Detroit – Labor negotiations to end the 21-day strike of General Motors workers unionized with the United Auto Workers have worsened, encountering an unforeseen problem with guarantees to produce products in American factories, a union official said in a electronic message sent to unionized.
The letter from Terry Dittes, vice president of the UAW guild, questions whether there will be a quick agreement on the contractual dispute, which unleashed the strike of 49,000 workers on September 16, affecting GM plants.
Dittes' letter says the union submitted a proposal to the company on Saturday. He added that GM responded on Sunday morning with a proposal that had already been rejected and made few changes.RELATED
The company's proposal did nothing to address a number of issues, Dittes wrote, especially about job security during the four-year period of the collective agreement.
During contractual negotiations, the union generally seeks to make the company commit to manufacturing new vehicles, engines, transmissions and other products in US factories represented by the union.
"He did nothing to offer job security during the period of this agreement," Dittes wrote. "We, in this union, could not be more disappointed with General Motors, who refused to recognize the experience and talent of our affiliates."
In a statement, GM said it continues to negotiate in good faith "with very good proposals that benefit employees now and build a stronger future for all of us."

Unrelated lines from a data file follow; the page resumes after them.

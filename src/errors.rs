use crate::services::relay_service::RelayError;
use axum::{
    http::{HeaderValue, StatusCode, header},
    response::{IntoResponse, Response},
};
use std::fmt;

/// A lightweight wrapper for request failures: a status and a short
/// plain-text message.
#[derive(Debug)]
pub struct AppError {
    pub status: StatusCode,
    pub message: String,
}

impl AppError {
    /// Create a new AppError with a specific status and message.
    pub fn new(status: StatusCode, msg: impl Into<String>) -> Self {
        Self {
            status,
            message: msg.into(),
        }
    }

    /// Shortcut for a 500 Internal Server Error
    pub fn internal(msg: impl Into<String>) -> Self {
        Self::new(StatusCode::INTERNAL_SERVER_ERROR, msg)
    }

    /// Shortcut for 404 Not Found
    pub fn not_found(msg: impl Into<String>) -> Self {
        Self::new(StatusCode::NOT_FOUND, msg)
    }

    /// Shortcut for 400 Bad Request
    pub fn bad_request(msg: impl Into<String>) -> Self {
        Self::new(StatusCode::BAD_REQUEST, msg)
    }
}

impl fmt::Display for AppError {
    fn fmt(&self, f: &mut fmt::Formatter<'_>) -> fmt::Result {
        write!(f, "{}", self.message)
    }
}

impl std::error::Error for AppError {}

impl IntoResponse for AppError {
    fn into_response(self) -> Response {
        let mut response = (self.status, self.message).into_response();
        response.headers_mut().insert(
            header::CONTENT_TYPE,
            HeaderValue::from_static("text/plain; charset=utf-8"),
        );
        response
    }
}

impl From<RelayError> for AppError {
    fn from(err: RelayError) -> Self {
        match err {
            RelayError::Upload(_) => AppError::internal(err.to_string()),
            RelayError::Auth(_) => AppError::internal(format!("Error: {}", err)),
        }
    }
}

#[cfg(test)]
mod tests {
    use super::*;
    use crate::services::alist_client::BackendError;

    #[test]
    fn relay_errors_map_to_500_with_short_message() {
        let upload = AppError::from(RelayError::Upload(BackendError::Rejected {
            route: 1,
            endpoint: "/api/fs/put",
            code: 500,
            message: "disk full".into(),
        }));
        assert_eq!(upload.status, StatusCode::INTERNAL_SERVER_ERROR);
        assert_eq!(upload.message, "Upload failed");

        let auth = AppError::from(RelayError::Auth(BackendError::MissingField {
            route: 2,
            endpoint: "/api/auth/login",
            field: "token",
        }));
        assert_eq!(auth.status, StatusCode::INTERNAL_SERVER_ERROR);
        assert_eq!(auth.message, "Error: authentication with upstream failed");
    }

    #[test]
    fn response_is_plain_text() {
        let response = AppError::not_found("Route not found").into_response();
        assert_eq!(response.status(), StatusCode::NOT_FOUND);
        assert_eq!(
            response.headers()[header::CONTENT_TYPE],
            "text/plain; charset=utf-8"
        );
    }
}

The company said it is committed to negotiating non-stop until the dispute is resolved.
But Dittes wrote that while both sides made progress on important issues two days ago, the negotiations "have now worsened."
A person aware of the negotiations said Sunday that the union said it was concerned about GM's growing production in Mexico, where they now manufacture pickup trucks, compact cars and two types of SUV trucks. The source, who spoke on condition of anonymity because the talks were private, said both sides are far from agreeing on the guarantees of manufacturing new products in American factories.